▶ **Provided records**
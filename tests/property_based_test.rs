//! Property-based tests using proptest
//!
//! Tests that verify properties hold for arbitrary inputs.

use proptest::prelude::*;
use opnsense_exporter::collectors::{AdapterRegistry, Emitter, MetricDesc, SERVICES};
use opnsense_exporter::metrics::MetricsCollector;
use std::collections::BTreeMap;

fn all_names() -> Vec<&'static str> {
    AdapterRegistry::with_all().names()
}

proptest! {
    #[test]
    fn test_disabling_any_subset_keeps_the_rest(mask in proptest::collection::vec(any::<bool>(), 13)) {
        // Given: An arbitrary subset of collector names to disable
        let names = all_names();
        let disabled: Vec<&str> = names
            .iter()
            .zip(&mask)
            .filter(|(_, off)| **off)
            .map(|(name, _)| *name)
            .collect();

        // When: Removing them from a full registry
        let mut registry = AdapterRegistry::with_all();
        registry.without_all(disabled.iter().copied()).unwrap();

        // Then: Exactly the others remain, in registry order
        let expected: Vec<&str> = names
            .iter()
            .filter(|name| !disabled.contains(*name))
            .copied()
            .collect();
        prop_assert_eq!(registry.names(), expected);
    }

    #[test]
    fn test_unknown_names_never_remove_anything(name in "[a-z_]{1,20}") {
        prop_assume!(!all_names().contains(&name.as_str()));

        let mut registry = AdapterRegistry::with_all();
        prop_assert!(registry.without(&name).is_err());
        prop_assert_eq!(registry.len(), 13);
    }

    #[test]
    fn test_any_label_value_renders_without_panic(name in "\\PC*", description in "\\PC*") {
        // Given: A service sample with arbitrary label values
        let metrics = MetricsCollector::new("fw1", ["services"]).unwrap();
        let status = MetricDesc::gauge(SERVICES, "status", "Service status", &["name", "description"]);
        let mut out = Emitter::new();
        out.emit(&status, 1.0, &[name.as_str(), description.as_str(), "fw1"]);

        let descs: BTreeMap<String, MetricDesc> =
            [(status.fq_name.clone(), status)].into_iter().collect();

        // When: Rendering
        let result = metrics.render_scrape(&descs, out.samples());

        // Then: Rendering should not fail
        prop_assert!(result.is_ok());
    }

    #[test]
    fn test_any_instance_label_builds_meta_metrics(instance in "[a-zA-Z0-9._-]{1,32}") {
        let metrics = MetricsCollector::new(&instance, ["arp", "cronJobs"]).unwrap();
        metrics.record_endpoint_error("arp");

        prop_assert_eq!(metrics.endpoint_errors_total("arp"), 1.0);
        prop_assert!(metrics.render().unwrap().contains(&instance));
    }
}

▶ **Problem requirements**
Identify the lines of the data that contain the word "instance". Copy each of them.

▶ **Written reply**
    fn test_any_instance_label_builds_meta_metrics(instance in "[a-zA-Z0-9._-]{1,32}") {
        let metrics = MetricsCollector::new(&instance, ["arp", "cronJobs"]).unwrap();
        prop_assert!(metrics.render().unwrap().contains(&instance));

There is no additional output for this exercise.